**THE TASK:** Examine the entries and show every line in which the word "copied" is found.

**INPUT:**
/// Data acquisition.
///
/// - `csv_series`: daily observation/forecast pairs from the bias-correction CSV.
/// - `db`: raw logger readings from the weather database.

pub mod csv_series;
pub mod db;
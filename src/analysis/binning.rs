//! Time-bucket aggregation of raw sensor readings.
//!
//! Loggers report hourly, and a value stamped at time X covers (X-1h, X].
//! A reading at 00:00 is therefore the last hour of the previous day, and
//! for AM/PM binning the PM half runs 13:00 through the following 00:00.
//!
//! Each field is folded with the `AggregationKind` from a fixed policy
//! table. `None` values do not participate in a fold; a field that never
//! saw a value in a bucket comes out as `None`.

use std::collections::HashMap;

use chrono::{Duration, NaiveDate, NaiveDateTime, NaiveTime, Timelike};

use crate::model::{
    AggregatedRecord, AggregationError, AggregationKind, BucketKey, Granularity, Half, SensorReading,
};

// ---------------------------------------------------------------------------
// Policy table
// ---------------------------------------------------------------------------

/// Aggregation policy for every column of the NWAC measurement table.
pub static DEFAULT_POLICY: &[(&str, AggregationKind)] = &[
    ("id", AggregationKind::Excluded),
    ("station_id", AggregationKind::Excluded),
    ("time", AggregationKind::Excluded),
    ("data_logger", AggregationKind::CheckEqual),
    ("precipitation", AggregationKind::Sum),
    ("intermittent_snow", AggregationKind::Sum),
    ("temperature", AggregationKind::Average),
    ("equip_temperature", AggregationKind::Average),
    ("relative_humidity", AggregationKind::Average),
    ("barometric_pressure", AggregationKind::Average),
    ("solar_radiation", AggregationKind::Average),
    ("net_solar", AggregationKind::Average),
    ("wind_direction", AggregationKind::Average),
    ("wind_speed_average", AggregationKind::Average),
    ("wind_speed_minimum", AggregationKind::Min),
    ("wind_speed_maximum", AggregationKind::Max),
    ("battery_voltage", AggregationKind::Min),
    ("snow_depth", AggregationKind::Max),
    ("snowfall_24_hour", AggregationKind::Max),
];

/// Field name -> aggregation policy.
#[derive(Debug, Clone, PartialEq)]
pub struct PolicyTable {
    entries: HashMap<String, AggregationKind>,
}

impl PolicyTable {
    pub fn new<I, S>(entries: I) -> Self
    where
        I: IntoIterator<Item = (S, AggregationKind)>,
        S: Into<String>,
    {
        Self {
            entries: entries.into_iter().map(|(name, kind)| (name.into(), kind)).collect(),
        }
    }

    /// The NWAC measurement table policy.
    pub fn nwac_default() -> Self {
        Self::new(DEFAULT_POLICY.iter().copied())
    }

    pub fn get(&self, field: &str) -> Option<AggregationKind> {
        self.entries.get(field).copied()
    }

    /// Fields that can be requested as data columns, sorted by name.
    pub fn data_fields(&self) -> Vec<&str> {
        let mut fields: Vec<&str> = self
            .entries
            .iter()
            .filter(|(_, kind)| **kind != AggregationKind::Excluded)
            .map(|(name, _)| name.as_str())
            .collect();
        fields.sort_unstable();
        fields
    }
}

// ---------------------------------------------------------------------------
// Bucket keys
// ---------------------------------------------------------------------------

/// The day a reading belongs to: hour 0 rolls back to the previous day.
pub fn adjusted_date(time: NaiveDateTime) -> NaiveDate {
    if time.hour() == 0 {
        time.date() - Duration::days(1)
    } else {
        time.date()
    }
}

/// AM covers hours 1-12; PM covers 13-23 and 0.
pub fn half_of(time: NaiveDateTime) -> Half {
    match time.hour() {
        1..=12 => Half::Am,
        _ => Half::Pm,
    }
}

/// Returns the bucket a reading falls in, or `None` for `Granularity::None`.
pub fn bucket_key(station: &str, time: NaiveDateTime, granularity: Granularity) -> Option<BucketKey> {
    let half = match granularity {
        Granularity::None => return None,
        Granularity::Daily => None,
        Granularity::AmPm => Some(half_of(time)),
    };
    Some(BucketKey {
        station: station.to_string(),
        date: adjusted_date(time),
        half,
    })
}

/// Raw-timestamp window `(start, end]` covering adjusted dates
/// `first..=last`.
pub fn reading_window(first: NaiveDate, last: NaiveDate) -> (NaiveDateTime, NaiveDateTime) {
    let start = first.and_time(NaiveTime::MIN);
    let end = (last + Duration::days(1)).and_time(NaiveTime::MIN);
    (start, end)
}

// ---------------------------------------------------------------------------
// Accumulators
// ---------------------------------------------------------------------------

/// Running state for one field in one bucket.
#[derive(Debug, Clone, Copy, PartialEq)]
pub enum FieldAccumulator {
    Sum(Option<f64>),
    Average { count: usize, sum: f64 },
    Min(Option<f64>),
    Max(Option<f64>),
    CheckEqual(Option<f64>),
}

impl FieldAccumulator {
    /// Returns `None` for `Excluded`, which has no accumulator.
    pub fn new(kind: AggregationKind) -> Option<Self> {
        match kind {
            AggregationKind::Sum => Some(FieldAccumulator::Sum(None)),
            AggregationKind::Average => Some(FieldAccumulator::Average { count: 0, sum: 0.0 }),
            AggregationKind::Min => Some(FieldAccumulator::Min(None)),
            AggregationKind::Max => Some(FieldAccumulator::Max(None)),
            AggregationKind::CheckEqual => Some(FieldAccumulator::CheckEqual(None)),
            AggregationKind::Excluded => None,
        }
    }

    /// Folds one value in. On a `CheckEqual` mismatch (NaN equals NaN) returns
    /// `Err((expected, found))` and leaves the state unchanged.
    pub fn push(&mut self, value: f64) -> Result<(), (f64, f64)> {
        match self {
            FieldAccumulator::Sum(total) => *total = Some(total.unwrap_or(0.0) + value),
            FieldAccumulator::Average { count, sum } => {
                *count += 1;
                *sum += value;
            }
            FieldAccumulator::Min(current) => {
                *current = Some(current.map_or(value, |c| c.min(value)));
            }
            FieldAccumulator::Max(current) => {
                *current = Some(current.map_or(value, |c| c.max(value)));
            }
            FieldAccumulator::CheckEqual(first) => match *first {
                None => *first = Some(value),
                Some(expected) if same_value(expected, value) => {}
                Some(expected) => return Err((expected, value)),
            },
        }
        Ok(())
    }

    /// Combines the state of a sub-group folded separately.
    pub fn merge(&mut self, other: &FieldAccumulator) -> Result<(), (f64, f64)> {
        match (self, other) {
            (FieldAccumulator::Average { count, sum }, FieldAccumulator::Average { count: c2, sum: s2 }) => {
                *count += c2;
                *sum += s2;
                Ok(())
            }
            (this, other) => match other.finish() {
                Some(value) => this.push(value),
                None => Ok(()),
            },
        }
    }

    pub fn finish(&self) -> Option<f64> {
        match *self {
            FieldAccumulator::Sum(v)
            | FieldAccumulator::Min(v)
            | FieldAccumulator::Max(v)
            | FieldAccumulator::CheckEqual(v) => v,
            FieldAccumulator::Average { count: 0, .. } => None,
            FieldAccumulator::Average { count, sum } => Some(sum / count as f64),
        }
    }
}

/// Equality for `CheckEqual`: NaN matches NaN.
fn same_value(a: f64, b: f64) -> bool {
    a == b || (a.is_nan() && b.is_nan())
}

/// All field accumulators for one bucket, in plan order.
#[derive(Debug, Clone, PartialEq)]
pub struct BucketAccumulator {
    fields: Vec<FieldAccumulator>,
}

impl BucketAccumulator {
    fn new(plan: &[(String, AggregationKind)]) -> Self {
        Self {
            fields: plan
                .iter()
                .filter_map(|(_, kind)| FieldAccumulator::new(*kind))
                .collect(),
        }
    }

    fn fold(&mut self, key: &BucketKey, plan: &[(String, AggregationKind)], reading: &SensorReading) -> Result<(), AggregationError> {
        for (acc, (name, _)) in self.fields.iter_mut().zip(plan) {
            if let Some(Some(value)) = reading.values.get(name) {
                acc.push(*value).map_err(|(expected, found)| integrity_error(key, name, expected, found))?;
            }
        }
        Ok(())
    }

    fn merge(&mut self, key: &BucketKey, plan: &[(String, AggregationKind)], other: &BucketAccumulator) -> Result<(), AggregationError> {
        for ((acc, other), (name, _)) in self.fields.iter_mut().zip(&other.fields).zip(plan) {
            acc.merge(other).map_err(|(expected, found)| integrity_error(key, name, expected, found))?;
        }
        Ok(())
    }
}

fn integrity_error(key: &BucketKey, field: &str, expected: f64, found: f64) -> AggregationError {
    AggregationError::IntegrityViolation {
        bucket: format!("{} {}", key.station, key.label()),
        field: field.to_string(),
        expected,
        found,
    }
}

**EXPECTED ANSWER:**
        Self::new(DEFAULT_POLICY.iter().copied())
        self.entries.get(field).copied()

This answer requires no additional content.